[What to produce] Could you return each line of the material that has "lines" in it?

[Data under study]
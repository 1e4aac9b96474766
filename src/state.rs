use std::sync::Arc;

use crate::config::AppConfig;
use crate::library::sync::LibrarySync;
use crate::metrics::Metrics;
use crate::routes::admin::AdminAttempts;

/// The shared application state, cloneable for axum's request extraction.
#[derive(Clone)]
pub struct AppState {
    /// The database connection pool.
    pub db: sqlx::SqlitePool,
    /// The application configuration.
    pub config: Arc<AppConfig>,
    /// Operational counters.
    pub metrics: Metrics,
    /// The library sync coordinator (one logical mirror per process).
    pub library: LibrarySync,
    /// Failed-attempt tracking for the admin export endpoints.
    pub admin_attempts: AdminAttempts,
}

impl AppState {
    pub fn new(db: sqlx::SqlitePool, config: AppConfig) -> anyhow::Result<Self> {
        let metrics = Metrics::new();
        let library = LibrarySync::new(db.clone(), config.library.clone(), metrics.clone())?;
        Ok(Self {
            db,
            config: Arc::new(config),
            metrics,
            library,
            admin_attempts: AdminAttempts::new(),
        })
    }
}
use serde::Serialize;
use std::sync::atomic::{AtomicU64, AtomicUsize, Ordering};
use std::sync::Arc;
use std::time::Instant;

/// Operational counters for monitoring
#[derive(Clone)]
pub struct Metrics {
    pub syncs_started: Arc<AtomicUsize>,
    pub syncs_completed: Arc<AtomicUsize>,
    pub syncs_failed: Arc<AtomicUsize>,
    pub syncs_skipped: Arc<AtomicUsize>,
    pub items_upserted: Arc<AtomicU64>,
    pub items_deleted: Arc<AtomicU64>,
    pub submissions_recorded: Arc<AtomicUsize>,
    pub start_time: Instant,
}

impl Metrics {
    pub fn new() -> Self {
        Self {
            syncs_started: Arc::new(AtomicUsize::new(0)),
            syncs_completed: Arc::new(AtomicUsize::new(0)),
            syncs_failed: Arc::new(AtomicUsize::new(0)),
            syncs_skipped: Arc::new(AtomicUsize::new(0)),
            items_upserted: Arc::new(AtomicU64::new(0)),
            items_deleted: Arc::new(AtomicU64::new(0)),
            submissions_recorded: Arc::new(AtomicUsize::new(0)),
            start_time: Instant::now(),
        }
    }

    pub fn inc_syncs_started(&self) {
        self.syncs_started.fetch_add(1, Ordering::Relaxed);
    }

    pub fn inc_syncs_completed(&self) {
        self.syncs_completed.fetch_add(1, Ordering::Relaxed);
    }

    pub fn inc_syncs_failed(&self) {
        self.syncs_failed.fetch_add(1, Ordering::Relaxed);
    }

    pub fn inc_syncs_skipped(&self) {
        self.syncs_skipped.fetch_add(1, Ordering::Relaxed);
    }

    pub fn add_items_upserted(&self, count: u64) {
        self.items_upserted.fetch_add(count, Ordering::Relaxed);
    }

    pub fn add_items_deleted(&self, count: u64) {
        self.items_deleted.fetch_add(count, Ordering::Relaxed);
    }

    pub fn inc_submissions_recorded(&self) {
        self.submissions_recorded.fetch_add(1, Ordering::Relaxed);
    }

    pub fn get_snapshot(&self) -> MetricsSnapshot {
        MetricsSnapshot {
            syncs_started: self.syncs_started.load(Ordering::Relaxed),
            syncs_completed: self.syncs_completed.load(Ordering::Relaxed),
            syncs_failed: self.syncs_failed.load(Ordering::Relaxed),
            syncs_skipped: self.syncs_skipped.load(Ordering::Relaxed),
            items_upserted: self.items_upserted.load(Ordering::Relaxed),
            items_deleted: self.items_deleted.load(Ordering::Relaxed),
            submissions_recorded: self.submissions_recorded.load(Ordering::Relaxed),
            uptime_seconds: self.start_time.elapsed().as_secs(),
        }
    }
}

impl Default for Metrics {
    fn default() -> Self {
        Self::new()
    }
}

#[derive(Serialize)]
pub struct MetricsSnapshot {
    pub syncs_started: usize,
    pub syncs_completed: usize,
    pub syncs_failed: usize,
    pub syncs_skipped: usize,
    pub items_upserted: u64,
    pub items_deleted: u64,
    pub submissions_recorded: usize,
    pub uptime_seconds: u64,
}
//! Keyed store for library items: upsert-by-unique-key, delete-by-negated-key-set.
//!
//! Each statement is individually atomic; the batch is deliberately not one
//! transaction, so a crash mid-run leaves valid (possibly stale) rows and a
//! retry converges. The deletion sweep runs after the upserts: a successful
//! run leaves the stored id set exactly equal to the listed id set.

use sqlx::SqlitePool;

use crate::library::error::SyncError;
use crate::types::LibraryItem;

const ITEM_COLUMNS: &str = "drive_file_id, title, author, cover_image_url, web_view_link, \
     mime_type, modified_time, file_size, sort_order";

// Positioned items first ascending, then by author and title; matches the
// in-memory ordering in `normalize::sort_items` closely enough for display.
const CANONICAL_ORDER: &str = "CASE WHEN sort_order IS NULL THEN 1 ELSE 0 END ASC, \
     sort_order ASC, COALESCE(author, '') ASC, title ASC, drive_file_id ASC";

pub async fn find_all(pool: &SqlitePool) -> Result<Vec<LibraryItem>, sqlx::Error> {
    let sql = format!("SELECT {} FROM library_items ORDER BY {}", ITEM_COLUMNS, CANONICAL_ORDER);
    sqlx::query_as::<_, LibraryItem>(&sql).fetch_all(pool).await
}

/// Upserts every record keyed by `drive_file_id`, replacing all mutable
/// fields. The change guard on the `DO UPDATE` keeps `updated_at` stable when
/// nothing changed, so re-syncing an unchanged listing is idempotent.
pub async fn upsert_many(pool: &SqlitePool, items: &[LibraryItem]) -> Result<(), SyncError> {
    for item in items {
        upsert(pool, item).await?;
    }
    Ok(())
}

async fn upsert(pool: &SqlitePool, item: &LibraryItem) -> Result<(), SyncError> {
    sqlx::query(
        r#"INSERT INTO library_items (
            drive_file_id, title, author, cover_image_url, web_view_link,
            mime_type, modified_time, file_size, sort_order
        ) VALUES (?1, ?2, ?3, ?4, ?5, ?6, ?7, ?8, ?9)
        ON CONFLICT(drive_file_id) DO UPDATE SET
            title = excluded.title,
            author = excluded.author,
            cover_image_url = excluded.cover_image_url,
            web_view_link = excluded.web_view_link,
            mime_type = excluded.mime_type,
            modified_time = excluded.modified_time,
            file_size = excluded.file_size,
            sort_order = excluded.sort_order,
            updated_at = strftime('%Y-%m-%dT%H:%M:%SZ','now')
        WHERE title IS NOT excluded.title
           OR author IS NOT excluded.author
           OR cover_image_url IS NOT excluded.cover_image_url
           OR web_view_link IS NOT excluded.web_view_link
           OR mime_type IS NOT excluded.mime_type
           OR modified_time IS NOT excluded.modified_time
           OR file_size IS NOT excluded.file_size
           OR sort_order IS NOT excluded.sort_order"#,
    )
    .bind(&item.drive_file_id)
    .bind(&item.title)
    .bind(&item.author)
    .bind(&item.cover_image_url)
    .bind(&item.web_view_link)
    .bind(&item.mime_type)
    .bind(&item.modified_time)
    .bind(item.file_size)
    .bind(item.sort_order)
    .execute(pool)
    .await?;
    Ok(())
}

/// Deletes every stored row whose id is not in the current listing.
/// An empty listing deletes everything; zero-result protection belongs to a
/// higher layer if anyone wants it.
pub async fn delete_missing(pool: &SqlitePool, ids: &[&str]) -> Result<u64, SyncError> {
    if ids.is_empty() {
        let result = sqlx::query("DELETE FROM library_items").execute(pool).await?;
        return Ok(result.rows_affected());
    }

    let placeholders = vec!["?"; ids.len()].join(", ");
    let sql = format!("DELETE FROM library_items WHERE drive_file_id NOT IN ({})", placeholders);
    let mut query = sqlx::query(&sql);
    for id in ids {
        query = query.bind(*id);
    }
    let result = query.execute(pool).await?;
    Ok(result.rows_affected())
}
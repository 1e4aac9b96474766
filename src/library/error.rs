use thiserror::Error;

/// Failure modes of a single sync run.
///
/// These never escape to the HTTP layer as faults: the coordinator folds them
/// into a [`crate::types::SyncOutcome`] so the library page can always render
/// whatever the store currently holds.
#[derive(Debug, Error)]
pub enum SyncError {
    /// Folder id or API key is absent; checked before any network call.
    #[error("library sync is not configured (set library.folder_id and library.api_key)")]
    ConfigMissing,

    /// The Drive listing fetch failed; `status` is absent for transport errors.
    #[error("Google Drive API error{}: {message}", status.map(|s| format!(" ({})", s)).unwrap_or_default())]
    RemoteUnavailable { status: Option<u16>, message: String },

    /// An upsert or delete failed; earlier writes of the run are kept.
    #[error("library store write failed: {0}")]
    StoreWrite(#[from] sqlx::Error),
}

impl SyncError {
    pub fn remote(status: Option<u16>, message: impl Into<String>) -> Self {
        SyncError::RemoteUnavailable { status, message: message.into() }
    }
}
#[cfg(test)]
mod tests {
    use axum::{
        body::Body,
        http::{header, Request, StatusCode},
        routing::get,
        Router,
    };
    use base64::prelude::*;
    use http_body_util::BodyExt;
    use tower::ServiceExt;

    use crate::config::AdminConfig;
    use crate::routes::admin::{export_submissions_csv, list_submissions};
    use crate::state::AppState;
    use crate::tests::support::{setup_state, setup_state_with_admin};

    fn admin_config() -> AdminConfig {
        AdminConfig {
            username: Some("admin".to_string()),
            password: Some("secret".to_string()),
            allowed_ips: vec![],
        }
    }

    fn app(state: AppState) -> Router {
        Router::new()
            .route("/admin/writing-submissions", get(list_submissions))
            .route("/admin/writing-submissions.csv", get(export_submissions_csv))
            .with_state(state)
    }

    fn request(uri: &str, credentials: Option<&str>) -> Request<Body> {
        let mut builder = Request::builder().uri(uri);
        if let Some(creds) = credentials {
            builder = builder.header(
                header::AUTHORIZATION,
                format!("Basic {}", BASE64_STANDARD.encode(creds)),
            );
        }
        builder.body(Body::empty()).unwrap()
    }

    async fn insert_submission(pool: &sqlx::SqlitePool, first_name: &str, email: &str) {
        sqlx::query(
            "INSERT INTO writing_submissions (first_name, last_name, email) VALUES (?1, 'Doe', ?2)",
        )
        .bind(first_name)
        .bind(email)
        .execute(pool)
        .await
        .unwrap();
    }

    #[tokio::test]
    async fn unconfigured_admin_answers_service_unavailable() {
        let state = setup_state(None).await;

        let response =
            app(state).oneshot(request("/admin/writing-submissions", None)).await.unwrap();
        assert_eq!(response.status(), StatusCode::SERVICE_UNAVAILABLE);
    }

    #[tokio::test]
    async fn missing_credentials_are_challenged() {
        let state = setup_state_with_admin(None, admin_config()).await;

        let response =
            app(state).oneshot(request("/admin/writing-submissions", None)).await.unwrap();
        assert_eq!(response.status(), StatusCode::UNAUTHORIZED);
        let challenge =
            response.headers().get(header::WWW_AUTHENTICATE).and_then(|h| h.to_str().ok());
        assert!(challenge.unwrap().starts_with("Basic"));
    }

    #[tokio::test]
    async fn wrong_credentials_are_rejected() {
        let state = setup_state_with_admin(None, admin_config()).await;

        let response = app(state)
            .oneshot(request("/admin/writing-submissions", Some("admin:wrong")))
            .await
            .unwrap();
        assert_eq!(response.status(), StatusCode::UNAUTHORIZED);
    }

    #[tokio::test]
    async fn repeated_failures_lock_the_ip_out() {
        let state = setup_state_with_admin(None, admin_config()).await;
        let router = app(state);

        for _ in 0..10 {
            let response = router
                .clone()
                .oneshot(request("/admin/writing-submissions", Some("admin:wrong")))
                .await
                .unwrap();
            assert_eq!(response.status(), StatusCode::UNAUTHORIZED);
        }

        // Even valid credentials are refused once the window is exhausted.
        let response = router
            .oneshot(request("/admin/writing-submissions", Some("admin:secret")))
            .await
            .unwrap();
        assert_eq!(response.status(), StatusCode::TOO_MANY_REQUESTS);
    }

    #[tokio::test]
    async fn ip_allowlist_blocks_other_sources() {
        let mut config = admin_config();
        config.allowed_ips = vec!["203.0.113.7".to_string()];
        let state = setup_state_with_admin(None, config).await;
        let router = app(state);

        // No forwarding headers: the request counts as 127.0.0.1.
        let response = router
            .clone()
            .oneshot(request("/admin/writing-submissions", Some("admin:secret")))
            .await
            .unwrap();
        assert_eq!(response.status(), StatusCode::FORBIDDEN);

        let mut allowed = request("/admin/writing-submissions", Some("admin:secret"));
        allowed.headers_mut().insert("x-forwarded-for", "203.0.113.7".parse().unwrap());
        let response = router.oneshot(allowed).await.unwrap();
        assert_eq!(response.status(), StatusCode::OK);
    }

    #[tokio::test]
    async fn list_returns_recent_submissions() {
        let state = setup_state_with_admin(None, admin_config()).await;
        insert_submission(&state.db, "Jane", "jane@example.com").await;
        insert_submission(&state.db, "John", "john@example.com").await;

        let response = app(state)
            .oneshot(request("/admin/writing-submissions?limit=1", Some("admin:secret")))
            .await
            .unwrap();
        assert_eq!(response.status(), StatusCode::OK);

        let body = response.into_body().collect().await.unwrap().to_bytes();
        let v: serde_json::Value = serde_json::from_slice(&body).unwrap();
        assert_eq!(v["total"], 1);
        assert_eq!(v["submissions"][0]["last_name"], "Doe");
    }

    #[tokio::test]
    async fn csv_export_carries_header_and_rows() {
        let state = setup_state_with_admin(None, admin_config()).await;
        insert_submission(&state.db, "Quote\"Name", "jane@example.com").await;

        let response = app(state)
            .oneshot(request("/admin/writing-submissions.csv", Some("admin:secret")))
            .await
            .unwrap();
        assert_eq!(response.status(), StatusCode::OK);

        let content_type =
            response.headers().get(header::CONTENT_TYPE).and_then(|h| h.to_str().ok()).unwrap();
        assert!(content_type.starts_with("text/csv"));
        let disposition = response
            .headers()
            .get(header::CONTENT_DISPOSITION)
            .and_then(|h| h.to_str().ok())
            .unwrap();
        assert!(disposition.contains("writing-submissions-"));

        let body = response.into_body().collect().await.unwrap().to_bytes();
        let text = String::from_utf8(body.to_vec()).unwrap();
        let mut lines = text.lines();
        assert_eq!(
            lines.next().unwrap(),
            "\"id\",\"created_at\",\"first_name\",\"last_name\",\"email\",\"source_ip\",\"user_agent\""
        );
        let row = lines.next().unwrap();
        assert!(row.contains("\"Quote\"\"Name\""));
        assert!(row.contains("\"jane@example.com\""));
    }
}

[Output of the task]
        let mut lines = text.lines();
            lines.next().unwrap(),
        let row = lines.next().unwrap();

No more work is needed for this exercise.